British film director

Poppy de Villeneuve (born 22 May 1979) is a British director and photographer.

==Early life==
Poppy was born in Hampstead, London and grew up in the countryside of West Sussex in England. She is the younger child of model Janet de Villeneuve (née Griswold) and manager/photographer Justin de Villeneuve (born Nigel Davies) and the sister of illustrator Daisy de Villeneuve.

==Career==

===Photography===
De Villeneuve graduated from London College of Communication, University of Arts London in 2002 with a BA in Photography. She started working for the Saturday and Sunday Telegraph Magazines and the Guardian weekend magazine. Other clients include British and American Vogue, Harper's Bazaar, British Esquire, Dazed and Confused, Monocle, Art Review, and Modern Painter. She photographed John Waters for the cover of Modern Painter in September 2009.

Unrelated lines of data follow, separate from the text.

// ── Cart / bill ──────────────────────────────────────────────

pub fn add_to_cart(state: &mut FuelState, item_id: &str) -> bool {
    if state.checkout_step == CheckoutStep::Processing {
        return false;
    }
    let item = match state.catalog.menu_item(item_id) {
        Some(item) => item.clone(),
        None => return false,
    };
    match state.cart.iter_mut().find(|c| c.item.id == item.id) {
        Some(line) => line.quantity += 1,
        None => state.cart.push(CartItem {
            item: item.clone(),
            quantity: 1,
        }),
    }
    state.notify(&format!("Added {} to cart", item.name));
    tutorial_event(state, TutorialEvent::AddedToCart);
    true
}

/// Drop the whole line for `item_id`.
pub fn remove_from_cart(state: &mut FuelState, item_id: &str) -> bool {
    if state.checkout_step == CheckoutStep::Processing {
        return false;
    }
    let before = state.cart.len();
    state.cart.retain(|c| c.item.id != item_id);
    if state.cart.is_empty() {
        state.checkout_step = CheckoutStep::Cart;
    }
    state.cart.len() != before
}

#[derive(Clone, Copy, Debug, PartialEq, Eq)]
pub struct Bill {
    pub item_total: u64,
    pub gst: u64,
    pub delivery_fee: u64,
    pub grand_total: u64,
}

pub fn bill(cart: &[CartItem], tier: MembershipTier) -> Bill {
    let item_total: u64 = cart.iter().map(CartItem::line_price).sum();
    // 5%, rounded half up
    let gst = (item_total * GST_PERCENT + 50) / 100;
    let delivery_fee = if item_total > FREE_DELIVERY_ABOVE || tier != MembershipTier::Free {
        0
    } else {
        DELIVERY_FEE
    };
    Bill {
        item_total,
        gst,
        delivery_fee,
        grand_total: item_total + gst + delivery_fee,
    }
}

pub fn set_delivery_mode(state: &mut FuelState, mode: DeliveryMode) {
    state.delivery_mode = mode;
}

// ── Checkout ─────────────────────────────────────────────────

/// XP and coins an order pays before quests.
#[derive(Clone, Copy, Debug, PartialEq, Eq)]
pub struct OrderRewards {
    pub xp: u64,
    pub coins: u64,
}

/// `xp = floor(Σ xp·qty · m)`, `coins = floor(xp / 5 · m)`, with the tier
/// multiplier `m` kept as an exact ratio.
pub fn compute_rewards(cart: &[CartItem], tier: MembershipTier) -> OrderRewards {
    let (num, den) = tier.multiplier_ratio();
    let base: u64 = cart
        .iter()
        .map(|c| c.item.xp_value * c.quantity as u64)
        .sum();
    let xp = base * num / den;
    let coins = xp * num / (5 * den);
    OrderRewards { xp, coins }
}

#[derive(Clone, Debug, PartialEq, Eq)]
pub struct CheckoutSummary {
    pub rewards: OrderRewards,
    pub protein: u64,
    pub fibre: u64,
    pub healthy_units: u64,
    /// Ids of quests completed by this order.
    pub completed_quests: Vec<String>,
    pub cascade: LevelCascade,
}

/// Settle the cart: credit XP, coins and stats, complete matching quests,
/// clear the cart and return to the menu. `None` for an empty cart.
pub fn checkout(state: &mut FuelState) -> Option<CheckoutSummary> {
    if state.cart.is_empty() {
        return None;
    }
    let cart = std::mem::take(&mut state.cart);
    let rewards = compute_rewards(&cart, state.profile.membership_tier);

    let mut protein = 0;
    let mut fibre = 0;
    let mut healthy_units = 0;
    for line in &cart {
        let qty = line.quantity as u64;
        protein += line.item.macros.protein * qty;
        fibre += line.item.macros.fibre * qty;
        if line.item.is_healthy() {
            healthy_units += qty;
        }
    }

    let stats = &mut state.profile.stats;
    stats.streak = stats.streak.saturating_add(1);
    stats.total_protein = stats.total_protein.saturating_add(protein);
    stats.total_fibre = stats.total_fibre.saturating_add(fibre);
    stats.healthy_orders = stats.healthy_orders.saturating_add(healthy_units);

    let mut xp = rewards.xp;
    state.profile.coins = state.profile.coins.saturating_add(rewards.coins);

    let mut completed_quests = Vec::new();
    for quest in state.quests.iter_mut().filter(|q| !q.is_completed) {
        if cart.iter().any(|line| quest.matches(&line.item)) {
            quest.is_completed = true;
            xp += quest.xp_reward;
            state.profile.coins = state.profile.coins.saturating_add(quest.coin_reward);
            completed_quests.push(quest.id.clone());
        }
    }
    for id in &completed_quests {
        state.add_log(&format!("Quest {} complete!", id), false);
    }

    let cascade = grant_xp(state, xp);
    log::info!(
        "checkout: {} lines, +{} XP, +{} FC, quests {:?}",
        cart.len(),
        rewards.xp,
        rewards.coins,
        completed_quests
    );

    state.checkout_step = CheckoutStep::Cart;
    state.view = View::Menu;
    state.celebrate(3000);
    state.schedule(
        ORDER_TOAST_MS,
        TimedEvent::OrderCompleteToast {
            coins: rewards.coins,
        },
    );
    tutorial_event(state, TutorialEvent::CheckoutCompleted);

    Some(CheckoutSummary {
        rewards,
        protein,
        fibre,
        healthy_units,
        completed_quests,
        cascade,
    })
}

// ── Payment flow ─────────────────────────────────────────────

pub fn proceed_to_payment(state: &mut FuelState) -> bool {
    if state.cart.is_empty() || state.checkout_step != CheckoutStep::Cart {
        return false;
    }
    state.checkout_step = CheckoutStep::Payment;
    true
}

In 2008, de Villeneuve photographed real people in forty cities across America for German outerwear company Wellensteyn. This project was made into the book, Forty/Forty.

De Villeneuve was part of a group exhibition, Music Loves You, at Parisian-based boutique, Colette. Other artists in the exhibition include Beck, Nick Zinner, and Lenny Kravitz.

===Directing===
De Villeneuve's first short film, You Are Everywhere, was commissioned by The New York Times style magazine, T, in 2009. Filmed at Coachella, it includes various musical artists such as The Killers, The Kills, Connor Oberst, Ariel Pink, The Vivien Girls, Late of the Pier, and Friendly Fires.

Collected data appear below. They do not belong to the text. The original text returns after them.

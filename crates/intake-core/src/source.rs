//! File source boundary.
//!
//! The queue never touches the filesystem directly. Everything it knows about
//! a selected file comes through [`FileHandle`], which a folder scanner, a
//! test fixture or any other selection primitive can implement.

use sha2::{Digest, Sha256};
use std::fs::File;
use std::io::{self, Read};
use std::path::{Path, PathBuf};
use std::sync::Arc;

use crate::model::ContentHash;

const HASH_BUFFER_SIZE: usize = 64 * 1024;

/// Names a browser file picker never hands over, so neither do we.
const SYSTEM_FILE_NAMES: &[&str] = &["thumbs.db", "desktop.ini", ".ds_store"];

pub trait FileHandle: Send + Sync {
    fn name(&self) -> &str;
    fn size(&self) -> u64;
    /// Milliseconds since the Unix epoch.
    fn last_modified(&self) -> i64;
    /// Folder-aware path relative to the dropped root, when there is one.
    fn relative_path(&self) -> Option<&str>;
    fn open(&self) -> io::Result<Box<dyn Read + Send + '_>>;

    fn read_all_bytes(&self) -> io::Result<Vec<u8>> {
        let mut buffer = Vec::with_capacity(self.size() as usize);
        self.open()?.read_to_end(&mut buffer)?;
        Ok(buffer)
    }
}

pub type SharedHandle = Arc<dyn FileHandle>;

/// A file on local disk, stat'ed once at scan time.
#[derive(Debug, Clone)]
pub struct DiskFile {
    path: PathBuf,
    name: String,
    relative_path: Option<String>,
    size: u64,
    last_modified: i64,
}

impl DiskFile {
    pub fn new(
        path: PathBuf,
        relative_path: Option<String>,
        size: u64,
        last_modified: i64,
    ) -> Self {
        let name = path
            .file_name()
            .map(|n| n.to_string_lossy().into_owned())
            .unwrap_or_default();
        Self {
            path,
            name,
            relative_path,
            size,
            last_modified,
        }
    }

    /// Builds a handle for a single file, reading its metadata now.
    pub fn from_path(path: &Path) -> io::Result<Self> {
        let metadata = std::fs::metadata(path)?;
        let last_modified = metadata
            .modified()
            .ok()
            .map(|t| chrono::DateTime::<chrono::Utc>::from(t).timestamp_millis())
            .unwrap_or(0);
        Ok(Self::new(path.to_path_buf(), None, metadata.len(), last_modified))
    }
}

impl FileHandle for DiskFile {
    fn name(&self) -> &str {
        &self.name
    }

    fn size(&self) -> u64 {
        self.size
    }

    fn last_modified(&self) -> i64 {
        self.last_modified
    }

    fn relative_path(&self) -> Option<&str> {
        self.relative_path.as_deref()
    }

    fn open(&self) -> io::Result<Box<dyn Read + Send + '_>> {
        Ok(Box::new(File::open(&self.path)?))
    }
}

/// In-memory file, used for fixtures and for callers that already hold bytes.
#[derive(Debug, Clone)]
pub struct MemoryFile {
    name: String,
    relative_path: Option<String>,
    last_modified: i64,
    content: Arc<[u8]>,
}

impl MemoryFile {
    pub fn new(name: &str, content: impl Into<Vec<u8>>, last_modified: i64) -> Self {
        Self {
            name: name.to_string(),
            relative_path: None,
            last_modified,
            content: Arc::from(content.into()),
        }
    }

    pub fn with_relative_path(mut self, relative_path: &str) -> Self {
        self.relative_path = Some(relative_path.to_string());
        self
    }
}

impl FileHandle for MemoryFile {
    fn name(&self) -> &str {
        &self.name
    }

    fn size(&self) -> u64 {
        self.content.len() as u64
    }

    fn last_modified(&self) -> i64 {
        self.last_modified
    }

    fn relative_path(&self) -> Option<&str> {
        self.relative_path.as_deref()
    }

    fn open(&self) -> io::Result<Box<dyn Read + Send + '_>> {
        Ok(Box::new(io::Cursor::new(&self.content[..])))
    }
}

/// Streams `reader` through SHA-256.
pub fn hash_reader(reader: &mut dyn Read) -> io::Result<ContentHash> {
    let mut hasher = Sha256::new();
    let mut buffer = vec![0u8; HASH_BUFFER_SIZE];
    loop {
        let read = reader.read(&mut buffer)?;
        if read == 0 {
            break;
        }
        hasher.update(&buffer[..read]);
    }
    Ok(ContentHash(format!("{:x}", hasher.finalize())))
}

pub fn hash_handle(handle: &dyn FileHandle) -> io::Result<ContentHash> {
    let mut reader = handle.open()?;
    hash_reader(&mut reader)
}

/// Whether a file would be delivered by a browser picker: hidden, system and
/// temp files are not.
pub fn is_ingestible(file_name: &str) -> bool {
    let lower = file_name.to_lowercase();
    if lower.is_empty() || lower.starts_with('.') || lower.starts_with('~') {
        return false;
    }
    if lower.ends_with(".tmp") {
        return false;
    }
    !SYSTEM_FILE_NAMES.contains(&lower.as_str())
}

#[cfg(test)]
mod tests {
    use super::*;

    #[test]
    fn test_hash_known_vector() {
        let file = MemoryFile::new("abc.txt", b"abc".to_vec(), 0);
        let hash = hash_handle(&file).unwrap();
        assert_eq!(
            hash.as_str(),
            "ba7816bf8f01cfea414140de5dae2223b00361a396177a9cb410ff61f20015ad"
        );
    }

    #[test]
    fn test_is_ingestible() {
        assert!(is_ingestible("invoice.pdf"));
        assert!(!is_ingestible(".hidden"));
        assert!(!is_ingestible("Thumbs.db"));
        assert!(!is_ingestible("desktop.ini"));
        assert!(!is_ingestible(".DS_Store"));
        assert!(!is_ingestible("~$report.docx"));
        assert!(!is_ingestible("upload.TMP"));
    }

    #[test]
    fn test_disk_file_reads_metadata() {
        let dir = tempfile::tempdir().unwrap();
        let path = dir.path().join("a.txt");
        std::fs::write(&path, "hello").unwrap();
        let file = DiskFile::from_path(&path).unwrap();
        assert_eq!(file.name(), "a.txt");
        assert_eq!(file.size(), 5);
        assert!(file.last_modified() > 0);
        assert_eq!(file.read_all_bytes().unwrap(), b"hello");
    }
}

That same year T magazine commissioned her to make a five-part web series entitled The Park, which featured Macaulay Culkin, Q'orianka Kilcher, Mary Beth Peil, and Edoardo Ballerini.

De Villeneuve's short film How You Look It for NOWNESS won the beauty prize at the ASVOFF Film Festival that was awarded at the Pompidou Centre in September 2010.

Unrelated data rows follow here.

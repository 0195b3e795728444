use serde::{Deserialize, Serialize};
use std::fmt;

/// Opaque identifier handed out by the queue when a file is ingested.
#[derive(Debug, Clone, Copy, PartialEq, Eq, Hash, PartialOrd, Ord, Serialize, Deserialize)]
pub struct RecordId(pub u64);

impl fmt::Display for RecordId {
    fn fmt(&self, f: &mut fmt::Formatter<'_>) -> fmt::Result {
        write!(f, "#{}", self.0)
    }
}

/// Lowercase hex SHA-256 digest of a file's full content.
#[derive(Debug, Clone, PartialEq, Eq, Hash, PartialOrd, Ord, Serialize, Deserialize)]
pub struct ContentHash(pub String);

impl ContentHash {
    pub fn as_str(&self) -> &str {
        &self.0
    }
}

impl fmt::Display for ContentHash {
    fn fmt(&self, f: &mut fmt::Formatter<'_>) -> fmt::Result {
        f.write_str(&self.0)
    }
}

#[derive(Debug, Clone, Copy, PartialEq, Eq, Serialize, Deserialize)]
#[serde(rename_all = "lowercase")]
pub enum FileStatus {
    /// Waiting on the hash worker.
    Pending,
    Ready,
    /// Same content as the keeper of its hash group.
    Duplicate,
    Error,
    /// Accepted by the upload sink.
    Uploaded,
}

impl fmt::Display for FileStatus {
    fn fmt(&self, f: &mut fmt::Formatter<'_>) -> fmt::Result {
        let label = match self {
            FileStatus::Pending => "pending",
            FileStatus::Ready => "ready",
            FileStatus::Duplicate => "duplicate",
            FileStatus::Error => "error",
            FileStatus::Uploaded => "uploaded",
        };
        f.write_str(label)
    }
}

/// One user-selected file in the queue.
#[derive(Debug, Clone, PartialEq, Serialize, Deserialize)]
pub struct FileRecord {
    pub id: RecordId,
    /// Normalized relative path, or the bare file name without folder context.
    pub path: String,
    pub size: u64,
    /// Milliseconds since the Unix epoch.
    pub last_modified: i64,
    pub content_hash: Option<ContentHash>,
    pub status: FileStatus,
    pub original_index: usize,
    pub error: Option<String>,
}

impl FileRecord {
    pub fn file_name(&self) -> &str {
        split_file_name(&self.path).1
    }

    pub fn directory_prefix(&self) -> &str {
        split_file_name(&self.path).0
    }

    pub fn meta(&self) -> CandidateMeta {
        CandidateMeta {
            id: self.id,
            path: self.path.clone(),
            size: self.size,
            last_modified: self.last_modified,
            original_index: self.original_index,
        }
    }
}

/// The subset of a record the grouper and the worker need. Serializable so it
/// can cross the worker boundary, unlike file handles.
#[derive(Debug, Clone, PartialEq, Eq, Serialize, Deserialize)]
pub struct CandidateMeta {
    pub id: RecordId,
    pub path: String,
    pub size: u64,
    pub last_modified: i64,
    pub original_index: usize,
}

impl CandidateMeta {
    pub fn file_name(&self) -> &str {
        split_file_name(&self.path).1
    }

    pub fn directory_prefix(&self) -> &str {
        split_file_name(&self.path).0
    }
}

#[derive(Debug, Clone, PartialEq, Eq, Serialize, Deserialize)]
pub struct HashedCandidate {
    pub meta: CandidateMeta,
    pub hash: ContentHash,
}

/// Splits `dir/sub/name.ext` into (`dir/sub`, `name.ext`).
pub(crate) fn split_file_name(path: &str) -> (&str, &str) {
    match path.rfind('/') {
        Some(idx) => (&path[..idx], &path[idx + 1..]),
        None => ("", path),
    }
}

De Villeneuve made a series for AnOther Magazine online entitled Ten Tales, ten interviews based on the Proust questionnaire.

De Villeneuve has most recently completed a 10-minute film for Morgans Hotel Group, Love Is Like Life But Longer, written by Simon Van Booy, and starring Jeremy Strong, Maya Kazan, and Joan Copeland.

===Commercials===
In October 2010, she made a commercial "SHOWGIRLS" for the Walmart Company, for their supermarket ASDA in the UK.

Other clients include Nike's Being True project, Juicy Couture, Wallpaper, Philips du Pury, Wacoal USA, Miss Selfridge, and Anthropology.

De Villeneuve signed with Partizan in March 2010.